The National Center for Missing & Exploited Children made numerous recommendations. Included in these recommendations were the following criteria, "cases should be vigorously prosecuted to the fullest extent possible; prosecutors should not allow a sex offender to plea down to a lesser offense of a non-sexual nature; states should eliminate flat-time release without supervision for sex offenders; victims should be encouraged to cooperate with the criminal justice system but where the wishes of the victim conflict with the safety of the community, the victim's wishes should not be the determining factor; offenders should be expected to pay for community-based treatment; a revolving loan fund should be created for otherwise eligible offenders who are truly indigent; and offenders should be expected to contribute to victim-restitution funds. (NCMEC, 1998). Other suggested criteria will be explored more fully below.



Minnesota has in place a system to respond differently to high, medium and low risk sex offender situations. In 1996 for instance, Minnesota estimated that of the 300 sex offenders released from prison, 40 to 50 would be categorized within the high or moderate risk level (Bishop, 1996). Minnesota based their assessment tool on various criteria that can be further weighted by sex offender treatment professions. Factors specified in their legislation include seriousness of the offense, if the offender has re-offended, prior offense history, characteristics which include the offenders response to previous treatment and substance abuse history, availability of community support to the offender, existence of physical conditions that minimize the risk to re-offend and whether there is evidence that the offender will re-offend once released to the community (Bishop, 1996). In a study by Hare, McPherson and Forth (1988) a cross-sectional and longitudinal analyses examined the criminal histories of male psychopaths and non-psychopaths. Primary findings were that while non-psychopaths were relatively constant whereas with the psychopath criminal activity tended to decrease over the age of 40. Hare, McPherson and Forth did however state that their findings did not include sufficient subjects for the category of psychopaths between the 41st and 45th years of age (Hare, McPherson, Forth, 1988).

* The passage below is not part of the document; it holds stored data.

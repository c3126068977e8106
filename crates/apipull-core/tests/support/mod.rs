//! Shared test fixtures: a page-numbered vendor adapter pointed at a
//! wiremock server, plus collecting doubles for events and pages.

#![allow(dead_code)]
#![allow(clippy::unwrap_used, clippy::expect_used)]

use std::sync::Mutex;

use async_trait::async_trait;
use chrono::{DateTime, TimeZone, Utc};
use url::Url;

use apipull_core::adapter::{build_query_string, IdentityExclusions, VendorAdapter};
use apipull_core::engine::PageSink;
use apipull_core::events::{EventPublisher, IngestionEvent};
use apipull_core::model::{FetchRequest, FetchResult, IngestionRun, RunIdSource};
use apipull_core::Result;

/// Minimal page-numbered vendor: `page`/`size` query parameters, 1-based,
/// with the body reporting `totalPages`.
pub struct PagedTestAdapter {
    base_url: String,
    exclusions: IdentityExclusions,
}

impl PagedTestAdapter {
    pub fn new(base_url: impl Into<String>) -> Self {
        Self {
            base_url: base_url.into(),
            exclusions: IdentityExclusions::new(["authorization"], ["page", "size"]),
        }
    }
}

#[async_trait]
impl VendorAdapter for PagedTestAdapter {
    fn vendor_name(&self) -> &str {
        "testvendor"
    }

    fn ingestion_domain(&self) -> &str {
        "testing"
    }

    fn base_url(&self) -> &str {
        &self.base_url
    }

    fn identity_exclusions(&self) -> &IdentityExclusions {
        &self.exclusions
    }

    fn build_request_uri(&self, request: &FetchRequest) -> Result<Url> {
        let route = if request.route.is_empty() {
            format!("v{}/{}", request.resource_version, request.resource_name)
        } else {
            request.route.clone()
        };
        let mut url = Url::parse(&format!("{}/{}", self.base_url.trim_end_matches('/'), route))
            .map_err(|e| apipull_core::CoreError::InvalidUri(e.to_string()))?;
        if !request.query_parameters.is_empty() {
            url.set_query(Some(&build_query_string(&request.query_parameters)));
        }
        Ok(url)
    }

    fn post_process_success(&self, result: &mut FetchResult) {
        if let Ok(body) = serde_json::from_str::<serde_json::Value>(result.content()) {
            result.total_pages = body
                .get("totalPages")
                .and_then(|v| v.as_u64())
                .map(|v| v as u32)
                .or(Some(1));
            result.total_elements = body.get("totalElements").and_then(|v| v.as_u64());
        }
    }

    fn next_request(
        &self,
        seed: &FetchRequest,
        previous: Option<&FetchResult>,
        step_nr: u32,
    ) -> Result<Option<FetchRequest>> {
        if step_nr == 0 {
            return Err(apipull_core::CoreError::InvalidStepNr(step_nr));
        }
        if let Some(max_pages) = seed.pagination.max_pages {
            if step_nr > max_pages {
                return Ok(None);
            }
        }
        let mut next = match previous {
            None => {
                let mut first = seed.clone();
                first.sequence_nr = 1;
                first
            }
            Some(previous) => {
                if !previous.fetch_succeeded() {
                    return Ok(None);
                }
                if previous.page_nr >= previous.total_pages.unwrap_or(1) {
                    return Ok(None);
                }
                previous.request.next_in_chain()
            }
        };
        next.query_parameters
            .insert("page".to_string(), next.sequence_nr.to_string());
        if let Some(size) = seed.pagination.request_size {
            next.query_parameters
                .insert("size".to_string(), size.to_string());
        }
        Ok(Some(next))
    }
}

/// Run-id source yielding fixed values so paths are deterministic.
pub struct FixedRunIds;

impl RunIdSource for FixedRunIds {
    fn start_utc(&self) -> DateTime<Utc> {
        Utc.with_ymd_and_hms(2026, 3, 10, 12, 0, 0).unwrap()
    }

    fn suffix(&self) -> String {
        "0042".to_string()
    }
}

pub fn test_run() -> IngestionRun {
    IngestionRun::new(&FixedRunIds, "test", "testing", "testvendor")
}

/// Sink that records every page content it sees.
#[derive(Default)]
pub struct CollectingSink {
    pub pages: Mutex<Vec<String>>,
}

#[async_trait]
impl PageSink for CollectingSink {
    async fn on_page(&self, result: &FetchResult) -> Result<()> {
        self.pages.lock().unwrap().push(result.content().to_string());
        Ok(())
    }
}

/// Publisher that records event types in arrival order.
#[derive(Default)]
pub struct CollectingEvents {
    pub event_types: Mutex<Vec<String>>,
}

#[async_trait]
impl EventPublisher for CollectingEvents {
    async fn publish(&self, event: &IngestionEvent) -> Result<()> {
        self.event_types
            .lock()
            .unwrap()
            .push(event.event_type.clone());
        Ok(())
    }
}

Assignment to a risk category in the State of Washington is done by an End of Sentence Review Committee made up of representatives of the Department of Corrections, juvenile corrections, the mental health division of the Department of Social and Health Services and the Indeterminate Sentence Review Board. The committee meets monthly and evaluates offenders eight months prior to the scheduled release of high-risk sexual and/or violent offenders. Information reviewed by the committee includes criminal history summary, psychological evaluation, pre-sentence investigation(s), and other relevant information (source: Dept of Corrections' Policy Number 350.500), (Matson & Scott, 1996, p. 4). Appendix C is a sample of a determination checklist used by Asotin County, Washington for ranking potential threat of a specific offender released to the community.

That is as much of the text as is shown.